▶ Work instruction
A faithful transcription of all the data is required.

Records below:

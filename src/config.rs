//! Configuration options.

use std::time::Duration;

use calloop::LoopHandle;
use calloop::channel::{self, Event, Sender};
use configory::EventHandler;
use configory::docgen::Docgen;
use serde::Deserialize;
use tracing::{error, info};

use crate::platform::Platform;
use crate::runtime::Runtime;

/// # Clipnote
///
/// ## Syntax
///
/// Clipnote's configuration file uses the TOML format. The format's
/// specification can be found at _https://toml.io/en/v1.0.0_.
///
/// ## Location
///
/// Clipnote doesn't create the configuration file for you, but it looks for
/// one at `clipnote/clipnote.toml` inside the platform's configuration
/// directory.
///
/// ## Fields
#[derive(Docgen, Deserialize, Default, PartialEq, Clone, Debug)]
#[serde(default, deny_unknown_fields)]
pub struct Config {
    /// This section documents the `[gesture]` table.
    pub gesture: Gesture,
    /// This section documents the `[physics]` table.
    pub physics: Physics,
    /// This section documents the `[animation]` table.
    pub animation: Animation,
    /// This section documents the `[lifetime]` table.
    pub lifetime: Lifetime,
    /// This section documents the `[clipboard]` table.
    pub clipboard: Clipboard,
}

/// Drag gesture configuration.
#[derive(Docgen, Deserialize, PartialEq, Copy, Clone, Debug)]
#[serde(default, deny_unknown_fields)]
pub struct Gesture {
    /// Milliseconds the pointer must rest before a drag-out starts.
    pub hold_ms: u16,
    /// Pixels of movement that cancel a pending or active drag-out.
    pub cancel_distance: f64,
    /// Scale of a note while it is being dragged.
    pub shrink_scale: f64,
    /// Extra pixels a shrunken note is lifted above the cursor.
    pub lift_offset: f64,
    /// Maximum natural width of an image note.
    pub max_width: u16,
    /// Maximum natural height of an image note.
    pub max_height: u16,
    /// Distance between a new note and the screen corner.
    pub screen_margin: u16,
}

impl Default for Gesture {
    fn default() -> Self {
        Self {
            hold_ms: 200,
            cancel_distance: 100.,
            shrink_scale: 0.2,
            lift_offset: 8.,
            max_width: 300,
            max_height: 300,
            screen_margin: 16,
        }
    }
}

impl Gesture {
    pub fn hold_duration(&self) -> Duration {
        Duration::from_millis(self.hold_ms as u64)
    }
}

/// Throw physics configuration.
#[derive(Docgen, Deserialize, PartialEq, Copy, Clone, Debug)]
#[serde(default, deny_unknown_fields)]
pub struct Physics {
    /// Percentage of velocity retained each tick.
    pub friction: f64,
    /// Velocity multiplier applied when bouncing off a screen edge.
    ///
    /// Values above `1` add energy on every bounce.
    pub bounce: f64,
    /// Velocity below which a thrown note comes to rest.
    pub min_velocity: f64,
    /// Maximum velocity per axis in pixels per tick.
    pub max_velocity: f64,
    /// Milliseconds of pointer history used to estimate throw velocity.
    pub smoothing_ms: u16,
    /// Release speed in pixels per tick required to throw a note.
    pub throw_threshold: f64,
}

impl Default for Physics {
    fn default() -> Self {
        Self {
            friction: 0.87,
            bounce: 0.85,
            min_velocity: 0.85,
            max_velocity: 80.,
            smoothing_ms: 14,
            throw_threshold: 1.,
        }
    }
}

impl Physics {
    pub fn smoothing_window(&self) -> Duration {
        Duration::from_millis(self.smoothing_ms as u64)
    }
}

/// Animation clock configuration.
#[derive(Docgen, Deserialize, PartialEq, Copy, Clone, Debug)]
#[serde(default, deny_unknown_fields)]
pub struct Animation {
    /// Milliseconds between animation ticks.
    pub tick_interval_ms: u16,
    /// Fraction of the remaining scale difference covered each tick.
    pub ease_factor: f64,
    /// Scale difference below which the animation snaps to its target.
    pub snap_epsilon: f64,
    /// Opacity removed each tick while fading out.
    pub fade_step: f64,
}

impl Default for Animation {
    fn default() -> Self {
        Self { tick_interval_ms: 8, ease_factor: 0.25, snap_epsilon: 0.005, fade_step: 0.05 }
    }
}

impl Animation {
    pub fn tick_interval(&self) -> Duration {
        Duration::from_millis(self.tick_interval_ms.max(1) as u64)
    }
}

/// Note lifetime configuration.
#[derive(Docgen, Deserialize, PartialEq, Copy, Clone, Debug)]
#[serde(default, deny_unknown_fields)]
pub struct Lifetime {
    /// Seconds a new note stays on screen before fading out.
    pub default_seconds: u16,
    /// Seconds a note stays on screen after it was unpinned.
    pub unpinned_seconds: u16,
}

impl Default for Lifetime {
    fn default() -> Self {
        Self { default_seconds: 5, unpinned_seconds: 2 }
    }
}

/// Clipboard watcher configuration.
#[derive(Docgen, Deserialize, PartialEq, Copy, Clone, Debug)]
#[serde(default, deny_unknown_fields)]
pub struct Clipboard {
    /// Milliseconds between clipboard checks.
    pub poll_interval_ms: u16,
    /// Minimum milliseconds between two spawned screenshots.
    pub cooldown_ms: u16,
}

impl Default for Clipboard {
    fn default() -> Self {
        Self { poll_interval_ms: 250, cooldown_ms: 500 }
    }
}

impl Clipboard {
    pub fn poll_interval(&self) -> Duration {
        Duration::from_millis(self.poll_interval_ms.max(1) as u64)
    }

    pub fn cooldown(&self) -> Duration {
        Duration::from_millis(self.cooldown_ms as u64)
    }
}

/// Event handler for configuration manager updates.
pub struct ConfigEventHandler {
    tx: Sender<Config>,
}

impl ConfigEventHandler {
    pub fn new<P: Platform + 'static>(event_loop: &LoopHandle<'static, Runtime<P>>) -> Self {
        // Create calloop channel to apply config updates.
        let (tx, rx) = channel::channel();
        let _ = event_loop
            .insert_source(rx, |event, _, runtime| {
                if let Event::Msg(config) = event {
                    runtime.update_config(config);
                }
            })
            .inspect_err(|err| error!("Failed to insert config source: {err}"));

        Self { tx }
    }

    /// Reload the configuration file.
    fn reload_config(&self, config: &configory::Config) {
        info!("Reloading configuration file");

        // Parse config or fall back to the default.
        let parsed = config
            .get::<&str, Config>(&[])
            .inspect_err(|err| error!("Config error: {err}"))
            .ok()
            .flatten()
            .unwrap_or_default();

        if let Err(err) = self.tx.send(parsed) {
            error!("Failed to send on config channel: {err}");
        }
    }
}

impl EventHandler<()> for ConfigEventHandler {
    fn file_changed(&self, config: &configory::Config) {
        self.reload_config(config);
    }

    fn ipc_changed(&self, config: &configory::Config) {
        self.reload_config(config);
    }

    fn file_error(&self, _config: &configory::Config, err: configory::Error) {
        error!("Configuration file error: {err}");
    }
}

End of Records.

▶ Written solution
filename src/config.rs
//! Configuration options.

use std::time::Duration;

use calloop::LoopHandle;
use calloop::channel::{self, Event, Sender};
use configory::EventHandler;
use configory::docgen::Docgen;
use serde::Deserialize;
use tracing::{error, info};

use crate::platform::Platform;
use crate::runtime::Runtime;

/// # Clipnote
///
/// ## Syntax
///
/// Clipnote's configuration file uses the TOML format. The format's
/// specification can be found at _https://toml.io/en/v1.0.0_.
///
/// ## Location
///
/// Clipnote doesn't create the configuration file for you, but it looks for
/// one at `clipnote/clipnote.toml` inside the platform's configuration
/// directory.
///
/// ## Fields
#[derive(Docgen, Deserialize, Default, PartialEq, Clone, Debug)]
#[serde(default, deny_unknown_fields)]
pub struct Config {
    /// This section documents the `[gesture]` table.
    pub gesture: Gesture,
    /// This section documents the `[physics]` table.
    pub physics: Physics,
    /// This section documents the `[animation]` table.
    pub animation: Animation,
    /// This section documents the `[lifetime]` table.
    pub lifetime: Lifetime,
    /// This section documents the `[clipboard]` table.
    pub clipboard: Clipboard,
}

/// Drag gesture configuration.
#[derive(Docgen, Deserialize, PartialEq, Copy, Clone, Debug)]
#[serde(default, deny_unknown_fields)]
pub struct Gesture {
    /// Milliseconds the pointer must rest before a drag-out starts.
    pub hold_ms: u16,
    /// Pixels of movement that cancel a pending or active drag-out.
    pub cancel_distance: f64,
    /// Scale of a note while it is being dragged.
    pub shrink_scale: f64,
    /// Extra pixels a shrunken note is lifted above the cursor.
    pub lift_offset: f64,
    /// Maximum natural width of an image note.
    pub max_width: u16,
    /// Maximum natural height of an image note.
    pub max_height: u16,
    /// Distance between a new note and the screen corner.
    pub screen_margin: u16,
}

impl Default for Gesture {
    fn default() -> Self {
        Self {
            hold_ms: 200,
            cancel_distance: 100.,
            shrink_scale: 0.2,
            lift_offset: 8.,
            max_width: 300,
            max_height: 300,
            screen_margin: 16,
        }
    }
}

impl Gesture {
    pub fn hold_duration(&self) -> Duration {
        Duration::from_millis(self.hold_ms as u64)
    }
}

/// Throw physics configuration.
#[derive(Docgen, Deserialize, PartialEq, Copy, Clone, Debug)]
#[serde(default, deny_unknown_fields)]
pub struct Physics {
    /// Percentage of velocity retained each tick.
    pub friction: f64,
    /// Velocity multiplier applied when bouncing off a screen edge.
    ///
    /// Values above `1` add energy on every bounce.
    pub bounce: f64,
    /// Velocity below which a thrown note comes to rest.
    pub min_velocity: f64,
    /// Maximum velocity per axis in pixels per tick.
    pub max_velocity: f64,
    /// Milliseconds of pointer history used to estimate throw velocity.
    pub smoothing_ms: u16,
    /// Release speed in pixels per tick required to throw a note.
    pub throw_threshold: f64,
}

impl Default for Physics {
    fn default() -> Self {
        Self {
            friction: 0.87,
            bounce: 0.85,
            min_velocity: 0.85,
            max_velocity: 80.,
            smoothing_ms: 14,
            throw_threshold: 1.,
        }
    }
}

impl Physics {
    pub fn smoothing_window(&self) -> Duration {
        Duration::from_millis(self.smoothing_ms as u64)
    }
}

/// Animation clock configuration.
#[derive(Docgen, Deserialize, PartialEq, Copy, Clone, Debug)]
#[serde(default, deny_unknown_fields)]
pub struct Animation {
    /// Milliseconds between animation ticks.
    pub tick_interval_ms: u16,
    /// Fraction of the remaining scale difference covered each tick.
    pub ease_factor: f64,
    /// Scale difference below which the animation snaps to its target.
    pub snap_epsilon: f64,
    /// Opacity removed each tick while fading out.
    pub fade_step: f64,
}

impl Default for Animation {
    fn default() -> Self {
        Self { tick_interval_ms: 8, ease_factor: 0.25, snap_epsilon: 0.005, fade_step: 0.05 }
    }
}

impl Animation {
    pub fn tick_interval(&self) -> Duration {
        Duration::from_millis(self.tick_interval_ms.max(1) as u64)
    }
}

/// Note lifetime configuration.
#[derive(Docgen, Deserialize, PartialEq, Copy, Clone, Debug)]
#[serde(default, deny_unknown_fields)]
pub struct Lifetime {
    /// Seconds a new note stays on screen before fading out.
    pub default_seconds: u16,
    /// Seconds a note stays on screen after it was unpinned.
    pub unpinned_seconds: u16,
}

impl Default for Lifetime {
    fn default() -> Self {
        Self { default_seconds: 5, unpinned_seconds: 2 }
    }
}

/// Clipboard watcher configuration.
#[derive(Docgen, Deserialize, PartialEq, Copy, Clone, Debug)]
#[serde(default, deny_unknown_fields)]
pub struct Clipboard {
    /// Milliseconds between clipboard checks.
    pub poll_interval_ms: u16,
    /// Minimum milliseconds between two spawned screenshots.
    pub cooldown_ms: u16,
}

impl Default for Clipboard {
    fn default() -> Self {
        Self { poll_interval_ms: 250, cooldown_ms: 500 }
    }
}

impl Clipboard {
    pub fn poll_interval(&self) -> Duration {
        Duration::from_millis(self.poll_interval_ms.max(1) as u64)
    }

    pub fn cooldown(&self) -> Duration {
        Duration::from_millis(self.cooldown_ms as u64)
    }
}

/// Event handler for configuration manager updates.
pub struct ConfigEventHandler {
    tx: Sender<Config>,
}

impl ConfigEventHandler {
    pub fn new<P: Platform + 'static>(event_loop: &LoopHandle<'static, Runtime<P>>) -> Self {
        // Create calloop channel to apply config updates.
        let (tx, rx) = channel::channel();
        let _ = event_loop
            .insert_source(rx, |event, _, runtime| {
                if let Event::Msg(config) = event {
                    runtime.update_config(config);
                }
            })
            .inspect_err(|err| error!("Failed to insert config source: {err}"));

        Self { tx }
    }

    /// Reload the configuration file.
    fn reload_config(&self, config: &configory::Config) {
        info!("Reloading configuration file");

        // Parse config or fall back to the default.
        let parsed = config
            .get::<&str, Config>(&[])
            .inspect_err(|err| error!("Config error: {err}"))
            .ok()
            .flatten()
            .unwrap_or_default();

        if let Err(err) = self.tx.send(parsed) {
            error!("Failed to send on config channel: {err}");
        }
    }
}

impl EventHandler<()> for ConfigEventHandler {
    fn file_changed(&self, config: &configory::Config) {
        self.reload_config(config);
    }

    fn ipc_changed(&self, config: &configory::Config) {
        self.reload_config(config);
    }

    fn file_error(&self, _config: &configory::Config, err: configory::Error) {
        error!("Configuration file error: {err}");
    }
}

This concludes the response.